5 Internet Safety Tips for Middle Schoolers



The Internet and social media can be a scary place for anyone. It is a whole world full of millions of websites, helpful and not so helpful. One mistaken click and a virus could invade your computer or some personal information could be taken without your consent. On the other hand, the Internet can be a wealth of knowledge, offer insightful advice and connect you with loved ones and friends. The key is to be careful and smart as to what you click on and who you speak to. Internet safety is important for any age, but it is extremely important for middle school students. Children change greatly through grades sixth through eighth. They enter the doors of middle school as elementary school students and leave as high schoolers. It is a time of growth, exploration and finding out more about who you are. These three years are also a time for learning and learning how to be safe in our world, including the digital world. Using the Internet and being on social media can be a lifeline for a social life to some students, but as always, there are some risks. Teaching your middle schooler to be safe on the Internet is essential.

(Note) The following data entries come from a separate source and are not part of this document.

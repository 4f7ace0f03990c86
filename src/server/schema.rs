use async_graphql::{ComplexObject, Context, InputObject, Object, Result};
use uuid::Uuid;

use crate::datamodel::{MemberType, MemberTypeId, Post, Profile, Subscription, User};
use crate::store::{Db, Filter};

use super::loaders::LoadersExt;

#[ComplexObject]
impl User {
    async fn profile(&self, ctx: &Context<'_>) -> Result<Option<Profile>> {
        ctx.load_profile_of(self.id).await
    }

    async fn posts(&self, ctx: &Context<'_>) -> Result<Vec<Post>> {
        ctx.load_posts_by_author(self.id).await
    }

    /// Authors this user is subscribed to.
    async fn user_subscribed_to(&self, ctx: &Context<'_>) -> Result<Vec<User>> {
        ctx.load_subscribed_to(self.id).await
    }

    /// Users subscribed to this author.
    async fn subscribed_to_user(&self, ctx: &Context<'_>) -> Result<Vec<User>> {
        ctx.load_subscribers(self.id).await
    }
}

#[ComplexObject]
impl Profile {
    async fn member_type(&self, ctx: &Context<'_>) -> Result<Option<MemberType>> {
        ctx.load_member_type(self.member_type_id).await
    }
}

pub struct Query;

#[Object]
impl Query {
    /// All membership tiers, or every stored row for the given ids.
    async fn member_types(
        &self,
        ctx: &Context<'_>,
        ids: Option<Vec<MemberTypeId>>,
    ) -> Result<Vec<MemberType>> {
        match ids {
            Some(ids) => ctx.load_member_type_rows(ids).await,
            None => Ok(ctx.data::<Db>()?.find_many::<MemberType>(Filter::All).await?),
        }
    }

    async fn member_type(&self, ctx: &Context<'_>, id: MemberTypeId) -> Result<Option<MemberType>> {
        ctx.load_member_type(id).await
    }

    async fn posts(&self, ctx: &Context<'_>) -> Result<Vec<Post>> {
        Ok(ctx.data::<Db>()?.find_many::<Post>(Filter::All).await?)
    }

    async fn post(&self, ctx: &Context<'_>, id: Uuid) -> Result<Option<Post>> {
        ctx.load_post(id).await
    }

    async fn users(&self, ctx: &Context<'_>) -> Result<Vec<User>> {
        Ok(ctx.data::<Db>()?.find_many::<User>(Filter::All).await?)
    }

    async fn user(&self, ctx: &Context<'_>, id: Uuid) -> Result<Option<User>> {
        ctx.load_user(id).await
    }

    async fn profiles(&self, ctx: &Context<'_>) -> Result<Vec<Profile>> {
        Ok(ctx.data::<Db>()?.find_many::<Profile>(Filter::All).await?)
    }

    async fn profile(&self, ctx: &Context<'_>, id: Uuid) -> Result<Option<Profile>> {
        ctx.load_profile(id).await
    }
}

#[derive(InputObject)]
pub struct CreateUserInput {
    name: String,
    balance: f64,
}

#[derive(InputObject)]
pub struct ChangeUserInput {
    name: Option<String>,
    balance: Option<f64>,
}

#[derive(InputObject)]
pub struct CreatePostInput {
    title: String,
    content: String,
    author_id: Uuid,
}

#[derive(InputObject)]
pub struct ChangePostInput {
    title: Option<String>,
    content: Option<String>,
}

#[derive(InputObject)]
pub struct CreateProfileInput {
    is_male: bool,
    year_of_birth: i32,
    user_id: Uuid,
    member_type_id: MemberTypeId,
}

#[derive(InputObject)]
pub struct ChangeProfileInput {
    is_male: Option<bool>,
    year_of_birth: Option<i32>,
    user_id: Option<Uuid>,
    member_type_id: Option<MemberTypeId>,
}

/// Writes go straight to the store. Loaders of the running request are not
/// invalidated.
pub struct Mutation;

#[Object]
impl Mutation {
    async fn create_user(&self, ctx: &Context<'_>, dto: CreateUserInput) -> Result<User> {
        let user = User {
            id: Uuid::new_v4(),
            name: dto.name,
            balance: dto.balance,
        };
        Ok(ctx.data::<Db>()?.create(user).await?)
    }

    async fn change_user(&self, ctx: &Context<'_>, id: Uuid, dto: ChangeUserInput) -> Result<User> {
        let change = |user: &mut User| {
            if let Some(name) = dto.name {
                user.name = name;
            }
            if let Some(balance) = dto.balance {
                user.balance = balance;
            }
        };
        Ok(ctx.data::<Db>()?.update::<User>(&id, change).await?)
    }

    async fn delete_user(&self, ctx: &Context<'_>, id: Uuid) -> Result<bool> {
        ctx.data::<Db>()?.delete::<User>(&id).await?;
        Ok(true)
    }

    async fn create_post(&self, ctx: &Context<'_>, dto: CreatePostInput) -> Result<Post> {
        let post = Post {
            id: Uuid::new_v4(),
            title: dto.title,
            content: dto.content,
            author_id: dto.author_id,
        };
        Ok(ctx.data::<Db>()?.create(post).await?)
    }

    async fn change_post(&self, ctx: &Context<'_>, id: Uuid, dto: ChangePostInput) -> Result<Post> {
        let change = |post: &mut Post| {
            if let Some(title) = dto.title {
                post.title = title;
            }
            if let Some(content) = dto.content {
                post.content = content;
            }
        };
        Ok(ctx.data::<Db>()?.update::<Post>(&id, change).await?)
    }

    async fn delete_post(&self, ctx: &Context<'_>, id: Uuid) -> Result<bool> {
        ctx.data::<Db>()?.delete::<Post>(&id).await?;
        Ok(true)
    }

    async fn create_profile(&self, ctx: &Context<'_>, dto: CreateProfileInput) -> Result<Profile> {
        let profile = Profile {
            id: Uuid::new_v4(),
            is_male: dto.is_male,
            year_of_birth: dto.year_of_birth,
            user_id: dto.user_id,
            member_type_id: dto.member_type_id,
        };
        Ok(ctx.data::<Db>()?.create(profile).await?)
    }

    async fn change_profile(
        &self,
        ctx: &Context<'_>,
        id: Uuid,
        dto: ChangeProfileInput,
    ) -> Result<Profile> {
        let change = |profile: &mut Profile| {
            if let Some(is_male) = dto.is_male {
                profile.is_male = is_male;
            }
            if let Some(year_of_birth) = dto.year_of_birth {
                profile.year_of_birth = year_of_birth;
            }
            if let Some(user_id) = dto.user_id {
                profile.user_id = user_id;
            }
            if let Some(member_type_id) = dto.member_type_id {
                profile.member_type_id = member_type_id;
            }
        };
        Ok(ctx.data::<Db>()?.update::<Profile>(&id, change).await?)
    }

    async fn delete_profile(&self, ctx: &Context<'_>, id: Uuid) -> Result<bool> {
        ctx.data::<Db>()?.delete::<Profile>(&id).await?;
        Ok(true)
    }

    async fn subscribe_to(&self, ctx: &Context<'_>, user_id: Uuid, author_id: Uuid) -> Result<bool> {
        let edge = Subscription {
            subscriber_id: user_id,
            author_id,
        };
        ctx.data::<Db>()?.create(edge).await?;
        Ok(true)
    }

    async fn unsubscribe_from(
        &self,
        ctx: &Context<'_>,
        user_id: Uuid,
        author_id: Uuid,
    ) -> Result<bool> {
        ctx.data::<Db>()?
            .delete::<Subscription>(&(user_id, author_id))
            .await?;
        Ok(true)
    }
}
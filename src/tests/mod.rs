use cynic::{MutationBuilder as _, QueryBuilder as _};
use uuid::Uuid;

use crate::client::{
    Client, CreateUser, CreateUserInput, CreateUserVariables, MemberTypeId, SubscribeTo,
    SubscribeVariables, UserById, UserVariables, UsersWithPosts,
};
use crate::datamodel::{self, Post, Profile, Subscription, User};
use crate::server::make_app;
use crate::store::{Db, StoreOptions};

mod dataloader;

pub fn user(name: &str) -> User {
    User {
        id: Uuid::new_v4(),
        name: name.into(),
        balance: 10.0,
    }
}

pub fn post(author: &User, title: &str) -> Post {
    Post {
        id: Uuid::new_v4(),
        title: title.into(),
        content: format!("{title} by {}", author.name),
        author_id: author.id,
    }
}

pub fn profile(user: &User, member_type_id: datamodel::MemberTypeId) -> Profile {
    Profile {
        id: Uuid::new_v4(),
        is_male: false,
        year_of_birth: 1990,
        user_id: user.id,
        member_type_id,
    }
}

pub fn subscription(subscriber: &User, author: &User) -> Subscription {
    Subscription {
        subscriber_id: subscriber.id,
        author_id: author.id,
    }
}

/// Three users with two posts each; `u1` and `u2` share the BASIC tier.
pub struct Fixture {
    pub db: Db,
    pub users: Vec<User>,
}

impl Fixture {
    pub async fn new() -> Self {
        let db = Db::new(StoreOptions::default());
        let users = vec![user("u1"), user("u2"), user("u3")];

        let posts = users
            .iter()
            .flat_map(|u| [post(u, "first"), post(u, "second")]);
        db.import(posts).await;
        db.import([
            profile(&users[0], datamodel::MemberTypeId::Basic),
            profile(&users[1], datamodel::MemberTypeId::Basic),
            profile(&users[2], datamodel::MemberTypeId::Business),
        ])
        .await;
        db.import([
            subscription(&users[0], &users[1]),
            subscription(&users[0], &users[2]),
            subscription(&users[1], &users[2]),
        ])
        .await;
        db.import(users.clone()).await;

        Self { db, users }
    }
}

#[tokio::test]
async fn test_request() {
    let fixture = Fixture::new().await;
    let app = make_app(fixture.db.clone(), 5);
    let server = testserver::Server::start(app).await;
    let client = Client::new(server.url("/"));

    fixture.db.reset_calls();
    let res = client.run(UsersWithPosts::build(())).await;
    let users = res.data.unwrap().users;

    assert_eq!(users.len(), 3);
    for u in &users {
        assert_eq!(u.posts.len(), 2, "posts of {}", u.name);
    }
    let tables: Vec<_> = fixture.db.calls().iter().map(|c| c.table).collect();
    assert_eq!(tables, ["users", "posts"]);
}

#[tokio::test]
async fn test_user_by_id_over_http() {
    let fixture = Fixture::new().await;
    let server = testserver::Server::start(make_app(fixture.db.clone(), 5)).await;
    let client = Client::new(server.url("/"));

    let u1 = &fixture.users[0];
    let res = client
        .run(UserById::build(UserVariables { id: u1.id }))
        .await;
    let user = res.data.unwrap().user.unwrap();

    assert_eq!(user.name, "u1");
    let member_type = user.profile.unwrap().member_type.unwrap();
    assert_eq!(member_type.id, MemberTypeId::Basic);
    assert_eq!(member_type.posts_limit_per_month, 20);

    let mut followed: Vec<_> = user.user_subscribed_to.iter().map(|u| &u.name).collect();
    followed.sort();
    assert_eq!(followed, ["u2", "u3"]);
    assert!(user.subscribed_to_user.is_empty());

    let res = client
        .run(UserById::build(UserVariables { id: Uuid::new_v4() }))
        .await;
    assert!(res.errors.is_none());
    assert!(res.data.unwrap().user.is_none());
}

#[tokio::test]
async fn test_mutations_over_http() {
    let fixture = Fixture::new().await;
    let server = testserver::Server::start(make_app(fixture.db.clone(), 5)).await;
    let client = Client::new(server.url("/"));

    let res = client
        .run(CreateUser::build(CreateUserVariables {
            dto: CreateUserInput {
                name: "u4".into(),
                balance: 1.5,
            },
        }))
        .await;
    assert_eq!(res.data.unwrap().create_user.name, "u4");

    let u4 = fixture
        .db
        .find_many::<User>(crate::store::Filter::All)
        .await
        .unwrap()
        .into_iter()
        .find(|u| u.name == "u4")
        .unwrap();
    let res = client
        .run(SubscribeTo::build(SubscribeVariables {
            user_id: u4.id,
            author_id: fixture.users[0].id,
        }))
        .await;
    assert!(res.data.unwrap().subscribe_to);

    let res = client
        .run(UserById::build(UserVariables {
            id: fixture.users[0].id,
        }))
        .await;
    let subscribers: Vec<_> = res
        .data
        .unwrap()
        .user
        .unwrap()
        .subscribed_to_user
        .into_iter()
        .map(|u| u.name)
        .collect();
    assert_eq!(subscribers, ["u4"]);
}
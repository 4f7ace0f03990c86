use anyhow::Context;
use tracing_subscriber::layer::SubscriberExt;
use tracing_subscriber::util::SubscriberInitExt;

use config::Config;
use server::make_app;
use store::Db;

#[cfg(test)]
mod client;
mod config;
mod datamodel;
mod server;
mod store;

#[cfg(test)]
mod tests;

#[tokio::main]
async fn main() -> anyhow::Result<()> {
    dotenvy::dotenv().ok();

    tracing_subscriber::registry()
        .with(
            tracing_subscriber::EnvFilter::try_from_default_env()
                .unwrap_or_else(|_| "socialgraph=debug,tower_http=debug".into()),
        )
        .with(tracing_subscriber::fmt::layer())
        .init();

    let config = Config::from_env()?;

    let db = Db::new(config.store);
    if config.seed_demo_data {
        db.seed_demo().await;
    }
    let app = make_app(db, config.depth_limit);

    let listener = tokio::net::TcpListener::bind(config.bind_addr)
        .await
        .with_context(|| format!("failed to bind {}", config.bind_addr))?;
    tracing::info!("listening on {}", listener.local_addr()?);
    axum::serve(listener, app).await?;
    Ok(())
}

Share these tips below with your child to help them learn how to be safe online. 

  1. Follow the Golden Rule – It doesn’t have to be the digital world to follow the golden rule, but it is very important. Teach your child that treating others the way you would like to be treated, with kindness and respect, is one of the best ways to stay away from being bullied. This won’t be the total fix, but research has proven that people who bully others online in return get bullied themselves. Prevent this from happening by following the golden rule in all forms of social media and social networking. 
  2. Never share your passwords – Create passwords with strong combinations of letters and numbers. Try to avoid using identifiable information, such as names or birthdates. Design a password that only the user will know. Also, remind your kids to never share their passwords with friends. Sharing passwords can sometimes lead to unnecessary conflicts. As the child’s parent, ask them to share their passwords with you only (some parents choose to monitor their children’s social media and online usage). Have a discussion with your child about the importance of protecting your passwords. 
  3. Manage privacy settings – All social media sites have privacy settings and parental controls. Walk through each site’s security options with your child and explain what the option does and why it should or shouldn’t be turned off/on. Keep email addresses, home address, phone number, date of birth and more away from the public eye. Keep in mind that when setting up accounts, privacy settings usually do not turn on by default. Users should immediately change them to their preference.
  4. Post Carefully – Never post personal information or inappropriate content on social media. Posting controversial messages can open the door for strangers and friends to take advantage of the social media user. Posts on social media instantly become public and, while they can be deleted, they are never fully erased from the world wide web. This can lead to unneeded drama that could ensue and/or put your child in a dangerous situation. A good rule of thumb is to teach your children to keep their content clean and not to post anything they wouldn’t want their parents, minister, teachers, etc. to see. If your child is receiving inappropriate content or sexual messages, instruct them to tell an adult. Then, together, you can work towards getting the police involved. You can also report the usage to CyberTipline.com. Lastly, don’t meet friends offline that you met online. Remind your child they may not be who they say they really are. 
  5. Verify someone’s identity if you have any concerns – Catfishing, the act of a person creating a fake online identity to manipulate someone, is prevalent online. A person, no matter their age, can fall victim to being catfished. However, there are ways to verify a user’s identity if you are suspicious. Search the person’s name on Google and do a reverse image Google search for their profile picture. If the person’s name shows up in multiple searches, there is a good chance that the profile is legitimate. With the profile pictures, be aware of stock images or the image appearing on multiple sites. Profile pictures are usually unique and only used for a few social media sites. Whenever in doubt, it is always best to block the user. Teaching your children this key feature will help them manage the digital world. 

The Internet can be a huge benefit to users. We have the whole world right at our fingertips. However, middle schoolers, and really children of all ages, need to understand the importance of using it safely. This only comes by being taught by trusted adults. By acting with caution and protecting themselves, children will be able to prevent the majority of possible conflicts and drama that happen on the web.